- [WHAT THE TASK ASKS] Lines holding the string "usize": copy each one from the listing below.
______________________________
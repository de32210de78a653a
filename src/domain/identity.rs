// ==========================================
// 管道材料导入系统 - 组件标识键
// ==========================================
// 职责: 按组件类型族区分的标识键（和类型），用于去重与幂等重导
// 红线: 同一项目内未退役组件的 (类型, 标识键) 不可重复
// ==========================================

use crate::domain::types::KeyStrategy;
use serde::{Deserialize, Serialize};
use std::fmt;

/// 离散组件展开序号的渲染宽度（001, 002, ...）
pub const SEQ_PAD_WIDTH: usize = 3;

/// 聚合管道标识后缀
pub const AGGREGATE_SUFFIX: &str = "AGG";

// ==========================================
// IdentityKey - 组件标识键
// ==========================================
// 形态完全由组件类型决定:
// - Standard: 通用离散组件，seq 区分同图同编码的多个实例
// - Spool / FieldWeld: 一条记录，与数量无关
// - Instrument: 不展开，序号固定为 1
// - Aggregate: 管道延米累计，pipe_id = "{图号}-{尺寸}-{编码}-AGG"
#[derive(Debug, Clone, PartialEq, Eq, Hash, Serialize, Deserialize)]
#[serde(tag = "kind", rename_all = "snake_case")]
pub enum IdentityKey {
    Standard {
        drawing_norm: String,
        commodity_code: String,
        size: String,
        seq: u32,
    },
    Spool {
        spool_id: String,
    },
    FieldWeld {
        weld_number: String,
    },
    Instrument {
        drawing_norm: String,
        commodity_code: String,
        size: String,
    },
    Aggregate {
        pipe_id: String,
    },
}

impl IdentityKey {
    /// 构造聚合管道标识
    pub fn aggregate(drawing_norm: &str, size_norm: &str, commodity_code: &str) -> Self {
        IdentityKey::Aggregate {
            pipe_id: format!(
                "{}-{}-{}-{}",
                drawing_norm, size_norm, commodity_code, AGGREGATE_SUFFIX
            ),
        }
    }

    /// 去重比较用的规范字符串
    ///
    /// 与 component.identity_key_str 列一致，唯一索引建立在 (项目, 类型, 此字符串) 上
    pub fn canonical(&self) -> String {
        match self {
            IdentityKey::Standard {
                drawing_norm,
                commodity_code,
                size,
                seq,
            } => format!(
                "{}|{}|{}|{:0width$}",
                drawing_norm,
                size,
                commodity_code,
                seq,
                width = SEQ_PAD_WIDTH
            ),
            IdentityKey::Instrument {
                drawing_norm,
                commodity_code,
                size,
            } => format!(
                "{}|{}|{}|{:0width$}",
                drawing_norm,
                size,
                commodity_code,
                1,
                width = SEQ_PAD_WIDTH
            ),
            IdentityKey::Spool { spool_id } => spool_id.clone(),
            IdentityKey::FieldWeld { weld_number } => weld_number.clone(),
            IdentityKey::Aggregate { pipe_id } => pipe_id.clone(),
        }
    }

    /// 展开序号（仪表固定为 1，其余非展开类型为 None）
    pub fn seq(&self) -> Option<u32> {
        match self {
            IdentityKey::Standard { seq, .. } => Some(*seq),
            IdentityKey::Instrument { .. } => Some(1),
            _ => None,
        }
    }

    pub fn strategy(&self) -> KeyStrategy {
        match self {
            IdentityKey::Standard { .. } => KeyStrategy::Exploded,
            IdentityKey::Spool { .. } => KeyStrategy::Spool,
            IdentityKey::FieldWeld { .. } => KeyStrategy::FieldWeld,
            IdentityKey::Instrument { .. } => KeyStrategy::Instrument,
            IdentityKey::Aggregate { .. } => KeyStrategy::Aggregate,
        }
    }

    pub fn is_aggregate(&self) -> bool {
        matches!(self, IdentityKey::Aggregate { .. })
    }
}

impl fmt::Display for IdentityKey {
    fn fmt(&self, f: &mut fmt::Formatter<'_>) -> fmt::Result {
        write!(f, "{}", self.canonical())
    }
}

#[cfg(test)]
mod tests {
    use super::*;

    #[test]
    fn test_canonical_standard_pads_seq() {
        let key = IdentityKey::Standard {
            drawing_norm: "P-001".to_string(),
            commodity_code: "V100".to_string(),
            size: "NOSIZE".to_string(),
            seq: 2,
        };
        assert_eq!(key.canonical(), "P-001|NOSIZE|V100|002");
        assert_eq!(key.seq(), Some(2));
    }

    #[test]
    fn test_canonical_instrument_fixed_seq() {
        let key = IdentityKey::Instrument {
            drawing_norm: "P-001".to_string(),
            commodity_code: "FT-100".to_string(),
            size: "2".to_string(),
        };
        assert_eq!(key.canonical(), "P-001|2|FT-100|001");
        assert_eq!(key.seq(), Some(1));
    }

    #[test]
    fn test_aggregate_pipe_id() {
        let key = IdentityKey::aggregate("P-01", "2", "PIPE-A");
        assert_eq!(key.canonical(), "P-01-2-PIPE-A-AGG");
        assert!(key.is_aggregate());
        assert_eq!(key.seq(), None);
    }

    #[test]
    fn test_serde_tagged_shape() {
        let key = IdentityKey::Spool {
            spool_id: "SP-7".to_string(),
        };
        let json = serde_json::to_value(&key).unwrap();
        assert_eq!(json["kind"], "spool");
        assert_eq!(json["spool_id"], "SP-7");

        let back: IdentityKey = serde_json::from_value(json).unwrap();
        assert_eq!(back, key);
    }
}
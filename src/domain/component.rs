// ==========================================
// 管道材料导入系统 - 组件 / 图纸 / 元数据领域模型
// ==========================================
// 职责: 持久化实体定义 + 组件初始里程碑
// 红线: 组件由导入引擎创建一次，此后仅由外部里程碑子系统修改
// ==========================================

use crate::domain::identity::IdentityKey;
use crate::domain::types::{ComponentType, KeyStrategy, MetadataDimension};
use chrono::{DateTime, Utc};
use serde::{Deserialize, Serialize};
use serde_json::{Map, Value};
use std::collections::BTreeMap;

// ==========================================
// Drawing - 图纸
// ==========================================
// 对齐: drawing 表，(project_id, drawing_no_norm) 唯一
#[derive(Debug, Clone, Serialize, Deserialize)]
pub struct Drawing {
    pub id: String,
    pub project_id: String,
    pub drawing_no_raw: String,  // 首次导入时的原始写法
    pub drawing_no_norm: String, // 规范化图号
    pub created_at: DateTime<Utc>,
}

// ==========================================
// MetadataRecord - 元数据维度记录（区域/系统/试压包）
// ==========================================
#[derive(Debug, Clone, Serialize, Deserialize)]
pub struct MetadataRecord {
    pub id: String,
    pub project_id: String,
    pub dimension: MetadataDimension,
    pub name: String,
}

// ==========================================
// ComponentAttributes - 组件属性（JSON 列）
// ==========================================
#[derive(Debug, Clone, Default, PartialEq, Serialize, Deserialize)]
pub struct ComponentAttributes {
    pub spec: Option<String>,
    pub description: Option<String>,
    pub size: Option<String>,
    pub commodity_code: String,
    pub comments: Option<String>,
    pub original_qty: u32,
    #[serde(default, skip_serializing_if = "BTreeMap::is_empty")]
    pub unmapped_fields: BTreeMap<String, String>,

    // ===== 聚合管道专用 =====
    #[serde(default, skip_serializing_if = "Option::is_none")]
    pub total_linear_feet: Option<f64>,
    #[serde(default, skip_serializing_if = "Option::is_none")]
    pub line_numbers: Option<Vec<usize>>,
}

// ==========================================
// ComponentRecord - 组件
// ==========================================
// 对齐: component 表
#[derive(Debug, Clone, Serialize, Deserialize)]
pub struct ComponentRecord {
    pub id: String,
    pub project_id: String,
    pub component_type: ComponentType,
    pub drawing_id: String,
    pub identity_key: IdentityKey,
    pub area_id: Option<String>,
    pub system_id: Option<String>,
    pub test_package_id: Option<String>,
    pub attributes: ComponentAttributes,
    pub current_milestones: Map<String, Value>,
    pub progress_template_id: Option<String>,
    pub created_at: DateTime<Utc>,
}

// ==========================================
// AggregateMergeOutcome - 聚合管道落库结果
// ==========================================
#[derive(Debug, Clone, PartialEq, Serialize, Deserialize)]
#[serde(tag = "outcome", rename_all = "snake_case")]
pub enum AggregateMergeOutcome {
    Created {
        component_id: String,
    },
    Updated {
        component_id: String,
        total_linear_feet: f64,
    },
}

// ==========================================
// 里程碑类型
// ==========================================
#[derive(Debug, Clone, Copy, PartialEq, Eq)]
pub enum MilestoneKind {
    Partial,  // 按延米 / 百分比推进，初值 0
    Discrete, // 完成 / 未完成，初值 false
}

/// 组件类型 → 里程碑清单
pub fn milestone_plan(component_type: ComponentType) -> Vec<(&'static str, MilestoneKind)> {
    use MilestoneKind::{Discrete, Partial};

    match component_type.key_strategy() {
        KeyStrategy::Aggregate => vec![
            ("Receive", Partial),
            ("Erect", Partial),
            ("Connect", Partial),
            ("Support", Partial),
            ("Punch", Discrete),
            ("Test", Discrete),
            ("Restore", Discrete),
        ],
        KeyStrategy::Spool => vec![
            ("Receive", Discrete),
            ("Erect", Discrete),
            ("Connect", Discrete),
            ("Punch", Discrete),
            ("Test", Discrete),
            ("Restore", Discrete),
        ],
        KeyStrategy::FieldWeld => vec![
            ("Fit-up", Discrete),
            ("Weld Made", Discrete),
            ("Punch", Discrete),
            ("Test", Discrete),
            ("Restore", Discrete),
        ],
        KeyStrategy::Instrument | KeyStrategy::Exploded => vec![
            ("Receive", Discrete),
            ("Install", Discrete),
            ("Punch", Discrete),
            ("Test", Discrete),
            ("Restore", Discrete),
        ],
    }
}

/// 组件初始里程碑（Partial → 0，Discrete → false）
pub fn initial_milestones(component_type: ComponentType) -> Map<String, Value> {
    milestone_plan(component_type)
        .into_iter()
        .map(|(name, kind)| {
            let value = match kind {
                MilestoneKind::Partial => Value::from(0),
                MilestoneKind::Discrete => Value::Bool(false),
            };
            (name.to_string(), value)
        })
        .collect()
}

#[cfg(test)]
mod tests {
    use super::*;

    #[test]
    fn test_initial_milestones_aggregate() {
        let milestones = initial_milestones(ComponentType::Pipe);
        assert_eq!(milestones["Receive"], Value::from(0));
        assert_eq!(milestones["Support"], Value::from(0));
        assert_eq!(milestones["Punch"], Value::Bool(false));
        assert_eq!(milestones["Restore"], Value::Bool(false));
    }

    #[test]
    fn test_initial_milestones_discrete_all_false() {
        let milestones = initial_milestones(ComponentType::Valve);
        assert!(!milestones.is_empty());
        assert!(milestones.values().all(|v| *v == Value::Bool(false)));
    }

    #[test]
    fn test_attributes_skip_aggregate_fields_when_absent() {
        let attrs = ComponentAttributes {
            commodity_code: "V100".to_string(),
            original_qty: 2,
            ..Default::default()
        };
        let json = serde_json::to_value(&attrs).unwrap();
        assert!(json.get("total_linear_feet").is_none());
        assert!(json.get("line_numbers").is_none());
        assert_eq!(json["commodity_code"], "V100");
    }
}
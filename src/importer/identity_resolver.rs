// ==========================================
// 管道材料导入系统 - 标识键解析器
// ==========================================
// 职责: 校验通过的行 → 组件标识键（纯函数，无 I/O）
// 规则（按 ComponentType::key_strategy）:
// - spool       → Spool{commodity_code}，一条
// - field_weld  → FieldWeld{commodity_code}，一条
// - instrument  → Instrument{图号, 编码, 尺寸}，一条（seq 固定 1）
// - pipe 类     → Aggregate{"{图号}-{尺寸}-{编码}-AGG"}，一条（数量为延米）
// - 其余        → Standard{.., seq}，seq = 1..=qty
// ==========================================

use crate::domain::identity::IdentityKey;
use crate::domain::takeoff::ParsedRow;
use crate::domain::types::{ComponentType, KeyStrategy};
use crate::importer::data_cleaner::{normalize_drawing, normalize_size};

// ==========================================
// ResolvedRow - 已解析标识键的行
// ==========================================
#[derive(Debug, Clone, PartialEq)]
pub struct ResolvedRow {
    pub row: ParsedRow,
    pub drawing_norm: String,
    pub size_norm: String,
    pub keys: Vec<IdentityKey>,
}

impl ResolvedRow {
    pub fn component_type(&self) -> ComponentType {
        self.row.component_type
    }
}

/// 单行 → 标识键列表
///
/// qty 为 0 的行在校验阶段已被跳过，此处 qty >= 1
pub fn resolve_keys(row: &ParsedRow) -> Vec<IdentityKey> {
    let drawing_norm = normalize_drawing(&row.drawing);
    let size_norm = normalize_size(row.size.as_deref());
    let code = row.commodity_code.clone();

    match row.component_type.key_strategy() {
        KeyStrategy::Spool => vec![IdentityKey::Spool { spool_id: code }],
        KeyStrategy::FieldWeld => vec![IdentityKey::FieldWeld { weld_number: code }],
        KeyStrategy::Instrument => vec![IdentityKey::Instrument {
            drawing_norm,
            commodity_code: code,
            size: size_norm,
        }],
        KeyStrategy::Aggregate => vec![IdentityKey::aggregate(&drawing_norm, &size_norm, &code)],
        KeyStrategy::Exploded => (1..=row.qty)
            .map(|seq| IdentityKey::Standard {
                drawing_norm: drawing_norm.clone(),
                commodity_code: code.clone(),
                size: size_norm.clone(),
                seq,
            })
            .collect(),
    }
}

/// 单行展开后的组件数（不分配标识键，供限额检查）
pub fn component_count(row: &ParsedRow) -> usize {
    match row.component_type.key_strategy() {
        KeyStrategy::Exploded => row.qty as usize,
        _ => 1,
    }
}

/// 单行解析（附带规范化图号与尺寸）
pub fn resolve_row(row: &ParsedRow) -> ResolvedRow {
    ResolvedRow {
        drawing_norm: normalize_drawing(&row.drawing),
        size_norm: normalize_size(row.size.as_deref()),
        keys: resolve_keys(row),
        row: row.clone(),
    }
}

pub fn resolve_rows(rows: &[ParsedRow]) -> Vec<ResolvedRow> {
    rows.iter().map(resolve_row).collect()
}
______________________________
- [EXERCISE ANSWER]
pub const SEQ_PAD_WIDTH: usize = 3;
    pub line_numbers: Option<Vec<usize>>,
pub fn component_count(row: &ParsedRow) -> usize {
        KeyStrategy::Exploded => row.qty as usize,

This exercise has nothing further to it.